It’s a moment we won’t ever forget. We took our 8 week old daughter Lucy to A and E because she looked grey and limp. She had been born 8 weeks prematurely, and had a cough and cold for 5 days, and she was getting worse. She was admitted to Chelsea A & E, and just half an hour later we were in a life threatening situation. Our daughter was having severe apnoea’s of up to 60 seconds. Out of nowhere the doctors and nurses appeared and we were asked to leave whilst they took charge. The doctors decided that Lucy would need to be intubated, so that they could control her breathing. Once she was stable they decided that she would need to be transferred to an intensive care unit at St Mary’s by CATs ambulance. Our tiny little daughter was put into what looked like a space shuttle to transport her to A & E. I couldn’t go in it with her; I thought she was going to die.
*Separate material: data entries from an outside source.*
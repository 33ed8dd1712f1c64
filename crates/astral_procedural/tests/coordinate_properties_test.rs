//! # Coordinate Hashing Properties
//!
//! The hashing rules the server relies on to agree with us on which sector
//! is which.

use astral_procedural::{
    coords_to_display_string, coords_to_seed, coords_to_sector_id, direct_neighbor_coords,
    display_string_to_coords, distance_from_center, neighbor_coords, sector_id_to_coords,
    DistanceBand, SectorCoords,
};

/// Test: The origin hashes to the base seed itself.
#[test]
fn test_origin_identity() {
    for base in [0, 1, 42, u32::MAX] {
        assert_eq!(coords_to_seed(base, 0.0, 0.0, 0.0), base);
    }
}

/// Test: Unit steps along each axis give distinct seeds.
#[test]
fn test_axis_independence() {
    let x = coords_to_seed(42, 1.0, 0.0, 0.0);
    let y = coords_to_seed(42, 0.0, 1.0, 0.0);
    let z = coords_to_seed(42, 0.0, 0.0, 1.0);
    assert_ne!(x, y);
    assert_ne!(y, z);
    assert_ne!(x, z);
}

/// Test: Fractional coordinates floor before hashing and formatting.
#[test]
fn test_fractional_input_floors() {
    assert_eq!(
        coords_to_seed(42, 5.9, 10.1, 15.7),
        coords_to_seed(42, 5.0, 10.0, 15.0)
    );
    assert_eq!(coords_to_sector_id(5.9, 10.1, 15.7), "sector_5_10_15");
    assert_eq!(coords_to_sector_id(-0.5, 0.0, 0.0), "sector_-1_0_0");
    assert_eq!(coords_to_display_string(1.2, -3.4, 5.6), "1.-4.5");
}

/// Test: Negative coordinates hash with wrapping arithmetic.
#[test]
fn test_negative_coordinates() {
    assert_eq!(coords_to_seed(42, -1.0, -2.0, -3.0), 4_147_803_536);
    assert_eq!(
        sector_id_to_coords("sector_-1_-2_-3"),
        Some(SectorCoords::new(-1, -2, -3))
    );
}

/// Test: Malformed ids and display strings are rejected.
#[test]
fn test_malformed_identifiers() {
    for id in ["", "sector_", "sector_1_2", "sector_1_2_3_4", "sector_a_b_c", "sector_1.5_2_3"] {
        assert_eq!(sector_id_to_coords(id), None, "{id:?} should not parse");
    }
    assert_eq!(sector_id_to_coords("1_2_3"), Some(SectorCoords::new(1, 2, 3)));
    assert_eq!(display_string_to_coords("4.5.6"), Some(SectorCoords::new(4, 5, 6)));
    assert_eq!(display_string_to_coords("4.5"), None);
}

/// Test: Moore and face neighbourhoods have the right size and exclude the centre.
#[test]
fn test_neighbourhoods() {
    let centre = SectorCoords::new(7, -7, 0);
    let all = neighbor_coords(centre);
    let direct = direct_neighbor_coords(centre);

    assert_eq!(all.len(), 26);
    assert_eq!(direct.len(), 6);
    assert!(!all.contains(&centre));
    assert!(direct.iter().all(|c| all.contains(c)));
    assert_eq!(all[0], SectorCoords::new(6, -8, -1));
    assert_eq!(all[25], SectorCoords::new(8, -6, 1));
}

/// Test: Distance bands split at 1000 and 5000.
#[test]
fn test_distance_bands() {
    let d = distance_from_center(SectorCoords::new(3, 4, 0));
    assert!((d - 5.0).abs() < f64::EPSILON);
    assert_eq!(DistanceBand::of(999.9), DistanceBand::Near);
    assert_eq!(DistanceBand::of(1000.0), DistanceBand::Mid);
    assert_eq!(DistanceBand::of(5000.0), DistanceBand::Far);
}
At St Mary’s PICU the doctors explained that Lucy was seriously ill and how they would look after her. My husband and I had to learn fast, we had never been in an intensive care unit and we didn’t know what a ventilator was. The doctors were fantastic at explaining everything. Lucy was intubated and sedated. For a nightmare 3 days she got worse and worse. The x-rays of her lungs showed she had a severe case of bronchiolitis from 2 viruses, the rhinovirus and the human meta neuron virus. Every time the x-ray was taken her lungs looked worse. The doctors kept checking her bloods, and taking blood samples. We couldn’t pick up our precious daughter; she laid flat and was lifeless covered in tubes. The sedation had made her puffy; she didn’t look like the Lucy we knew. It felt like each day there was more bad news. Lucy would need to be moved on to a different ventilator, she would need a blood transfusion, she would need a central line put in and so on. The doctors and nurses were amazing all of the time, taking care of Lucy, and explaining what was going on to us. We worried and worried. Was she going to make it?
On Easter Day the doctors had good news for us, the x-ray showed that her lungs were getting better, Lucy was turning the corner. They tried to move her off the oscillating ventilator, but unfortunately she couldn’t cope. The next day they tried again and it worked, then it was a matter of weaning her off the oxygen. Eventually she was transferred back to Chelsea and Westminster where we spent another 5 days getting her back to feeding normally and sleeping normally. When she came out of the sedation she was so jittery and distressed. She needed to be held for 3 days and 3 nights, it was as if holding her made some of the pain go away. Eventually she was discharged.
At home, we tried to get her back on regular milk and regular sleeps, but she still seemed to cry more than a normal baby. Eventually I took her to see an osteopath who helped to relax her muscles and realign her. It was amazing to see her getting better.
I was petrified when she came home that she would pick up another bug from her big brothers. I kept her out of public places, I kept her away from her brothers when they had bugs. Each day she grew bigger and stronger.
Lucy is now a healthy, happy and chatty little 3 year old. She loves ballet, playing with her brothers who adore her, seeing her friends, and reading books. The only scars she has from the ordeal are the little pinpricks from the blood samples.
What got us through the whole ordeal were the amazing doctors and nurses, we knew she was in the best hands possible and they would do everything possible to help her to live, and they did. Thank you to everyone who saved her.